Along the Grapevine



Chenopodium album, meaning white goose foot, related to spinach, rhubarb, beets and chard, known as lambsquarters, pigweed and a number of other names, grows in all gardens in this area – anywhere that soil has been turned. Of all the weeds I pull in my vegetable and flower gardens, fully half of them must be this weed. So if cleaning your garden means you have some healthful and tasty vittels for dinner, you kill two birds with one stone.
Like so many overlooked wild plants, this one is full of good stuff: niacin, folate, iron, magnesium and phosphorus and, even more, dietary fibre, protein, vitamins A, B6 and C, thiamin, riboflavin, calcium, potassium, copper and manganese. If you are still not convinced that this is worth eating, it is a great substitute for spinach, at no cost, and if you pick it in an unpoluted garden free of chemicals and contaminants, probably better than spinach.
If you know how to cook spinach, there is no real need for recipes. Young shoots can be used in salads, and as the plant ages, just pick the leaves off the sturdy stem (discard any blemished ones), rinse well and use as you would spinach.
This recipe I am sharing is one that requires a little more effort than sauteing or steaming, but I think highlights the rich green colour and delicate flavour of the plant. It could also be made with rice, as you would a risotto.
If my pictures are not enough to help you identify it, there are plenty of pictures and descriptions available on the internet, and if you are still not sure if you have it in your garden, check with someone familiar with local weeds – there must be one somewhere near you.

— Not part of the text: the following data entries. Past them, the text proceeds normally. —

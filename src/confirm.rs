//! Confirmation state machine.
//!
//! Turns the best candidate of each scoring pass into committed position changes:
//! - a candidate at or above `instant_accept_score` commits on the pass it appears
//! - a weaker candidate waits out `confirm_window` before committing
//! - a pending candidate whose score climbs past `instant_accept_score` commits early
//! - a pending candidate that stops matching is abandoned
//!
//! After a commit the machine stays `Locked` on the committed line for one scoring pass (or until
//! `confirm_window` has passed, whichever comes first) so the transcript tail that produced the
//! commit cannot fire it again. A candidate for a later line is not held back by the lock: it is
//! handled as if the machine were idle, so a burst that finishes one line and reads the next in a
//! single update moves the cursor twice.
//!
//! Deadlines are not waited on here. Entering `PendingConfirm` hands back a [`Deadline`] that the
//! driver schedules; when it fires, [`ConfirmationMachine::on_deadline`] checks its generation
//! against the live pending match so a deadline outlived by a newer decision is dropped as stale.

use std::time::Duration;

use tracing::debug;

use crate::matcher::MatchCandidate;
use crate::opts::Opts;
use crate::{Error, Result};

/// Scoring passes to ignore right after a commit.
const LOCK_PASSES: u32 = 1;

/// A scheduled confirmation deadline.
#[derive(Debug, Clone, Copy, PartialEq, Eq)]
pub struct Deadline {
    pub at: Duration,

    /// Identifies the pending match this deadline belongs to.
    pub generation: u64,
}

/// Working memory while a candidate accumulates certainty.
#[derive(Debug, Clone, Copy, PartialEq)]
pub struct PendingMatch {
    pub candidate: MatchCandidate,
    pub best_score_so_far: f32,
    pub deadline: Deadline,
}

#[derive(Debug, Clone, Copy, PartialEq)]
pub enum ConfirmState {
    Idle,
    PendingConfirm(PendingMatch),
    Locked {
        line_index: usize,
        passes_left: u32,
        until: Duration,
    },
}

/// What a scoring pass decided.
#[derive(Debug, Clone, Copy, PartialEq)]
pub enum Transition {
    /// Nothing for the driver to do.
    None,

    /// Move the cursor to this candidate's line.
    Commit(MatchCandidate),

    /// A new pending match started; call back at this deadline.
    Schedule(Deadline),
}

#[derive(Debug)]
pub struct ConfirmationMachine {
    state: ConfirmState,
    instant_accept_score: f32,
    min_score: f32,
    confirm_window: Duration,
    next_generation: u64,
}

impl ConfirmationMachine {
    pub fn new(opts: &Opts) -> Self {
        Self {
            state: ConfirmState::Idle,
            instant_accept_score: opts.instant_accept_score,
            min_score: opts.min_score,
            confirm_window: opts.confirm_window_duration(),
            next_generation: 0,
        }
    }

    pub fn state(&self) -> &ConfirmState {
        &self.state
    }

    /// Apply new thresholds. Any pending match is dropped, since it was judged by the old ones.
    pub fn reconfigure(&mut self, opts: &Opts) {
        self.instant_accept_score = opts.instant_accept_score;
        self.min_score = opts.min_score;
        self.confirm_window = opts.confirm_window_duration();
        self.cancel();
    }

    /// Feed the best candidate of one scoring pass (or `None` when nothing was eligible).
    pub fn on_pass(&mut self, best: Option<MatchCandidate>, now: Duration) -> Transition {
        // A deadline that came due before this input resolves first.
        if let Some(committed) = self.expire(now) {
            return Transition::Commit(committed);
        }
        if let ConfirmState::Locked { line_index, until, .. } = self.state {
            let moved_on = best.is_some_and(|c| c.line_index > line_index);
            if now >= until || moved_on {
                self.state = ConfirmState::Idle;
            }
        }

        match self.state {
            ConfirmState::Locked {
                line_index,
                passes_left,
                until,
            } => {
                let passes_left = passes_left.saturating_sub(1);
                self.state = if passes_left == 0 {
                    ConfirmState::Idle
                } else {
                    ConfirmState::Locked {
                        line_index,
                        passes_left,
                        until,
                    }
                };
                if let Some(c) = best {
                    debug!(line_index = c.line_index, score = c.score, "locked, ignoring candidate");
                }
                Transition::None
            }

            ConfirmState::Idle => match best {
                None => Transition::None,
                Some(c) if c.score >= self.instant_accept_score => self.commit(c, now),
                Some(c) => {
                    let deadline = Deadline {
                        at: now + self.confirm_window,
                        generation: self.next_generation,
                    };
                    self.next_generation += 1;
                    debug!(
                        line_index = c.line_index,
                        score = c.score,
                        generation = deadline.generation,
                        "pending confirmation"
                    );
                    self.state = ConfirmState::PendingConfirm(PendingMatch {
                        candidate: c,
                        best_score_so_far: c.score,
                        deadline,
                    });
                    Transition::Schedule(deadline)
                }
            },

            ConfirmState::PendingConfirm(mut pending) => match best {
                None => {
                    debug!(
                        line_index = pending.candidate.line_index,
                        "candidate stopped matching, abandoning"
                    );
                    self.state = ConfirmState::Idle;
                    Transition::None
                }

                Some(c) if c.line_index == pending.candidate.line_index => {
                    // Equal scores are not an improvement.
                    if c.score > pending.best_score_so_far {
                        pending.best_score_so_far = c.score;
                        pending.candidate.score = c.score;
                        pending.candidate.last_word_ordinal = c.last_word_ordinal;
                        if pending.best_score_so_far >= self.instant_accept_score {
                            debug!(
                                line_index = c.line_index,
                                score = c.score,
                                "score improved past instant accept"
                            );
                            return self.commit(pending.candidate, now);
                        }
                        self.state = ConfirmState::PendingConfirm(pending);
                    }
                    Transition::None
                }

                Some(c) if c.score >= self.instant_accept_score => self.commit(c, now),

                Some(c) => {
                    // The most recently observed line takes over the pending slot. The deadline
                    // stays, bounding the delay from the first observation.
                    debug!(
                        from = pending.candidate.line_index,
                        to = c.line_index,
                        "pending candidate superseded"
                    );
                    pending.candidate = c;
                    pending.best_score_so_far = c.score;
                    self.state = ConfirmState::PendingConfirm(pending);
                    Transition::None
                }
            },
        }
    }

    /// Handle a scheduled deadline firing.
    ///
    /// Returns [`Error::StaleDeadline`] when the deadline no longer belongs to the pending match.
    /// A deadline delivered early (clock skew) is not stale; it simply does nothing yet.
    pub fn on_deadline(
        &mut self,
        deadline: Deadline,
        now: Duration,
    ) -> Result<Option<MatchCandidate>> {
        match self.state {
            ConfirmState::PendingConfirm(pending)
                if pending.deadline.generation == deadline.generation =>
            {
                Ok(self.expire(now))
            }
            _ => Err(Error::StaleDeadline {
                generation: deadline.generation,
            }),
        }
    }

    /// Commit the pending match if its deadline has passed.
    pub fn expire(&mut self, now: Duration) -> Option<MatchCandidate> {
        let ConfirmState::PendingConfirm(pending) = self.state else {
            return None;
        };
        if now < pending.deadline.at {
            return None;
        }

        if pending.best_score_so_far < self.min_score {
            self.state = ConfirmState::Idle;
            return None;
        }

        match self.commit(pending.candidate, now) {
            Transition::Commit(c) => Some(c),
            _ => None,
        }
    }

    /// Drop any pending match. Outstanding deadlines become stale.
    pub fn cancel(&mut self) {
        self.state = ConfirmState::Idle;
    }

    fn commit(&mut self, candidate: MatchCandidate, now: Duration) -> Transition {
        self.state = ConfirmState::Locked {
            line_index: candidate.line_index,
            passes_left: LOCK_PASSES,
            until: now + self.confirm_window,
        };
        Transition::Commit(candidate)
    }
}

Barley with Lemon and Lambsquarters

2 Tbsp. olive oil

1/2 red onion, finely chopped

1 cup barley

1 1/2 cup water or vegetable stock

grated rind of one lemon

2 cloves minced garlic

1 Tbsp. mint

1 Tbsp. parsley

1 tsp. salt

4 cups lambsquarters, leaves only.

Heat the oil in a saucepan and fry the onion until soft, but not browned. Add the barley and fry for a couple of minutes, being sure to coat all the barley with oil. Add the garlic and fry for another minute. Stir in the herbs, salt and grated lemon peel. Pour 1/2 cup of the water or stock and stir the mixture occasionally until most of the water has been absorbed. Continue to add water, 1/2 cup at a time. When the last addition of water is made, add the lambsquarters and mix  well until there is no more liquid visible.


Author: Hilda

I am a backyard forager who likes to share recipes using the wild edibles of our area.

6 thoughts on “Lambsquarters

  1. I, too, like lambsquarters. The only thing I dislike about them is the wax that covers the leaves. Almost impossible to wash off, right? But it disappears when cooked, so I shouldn’t be complaining. It’s free food, after all, and nutritional, too!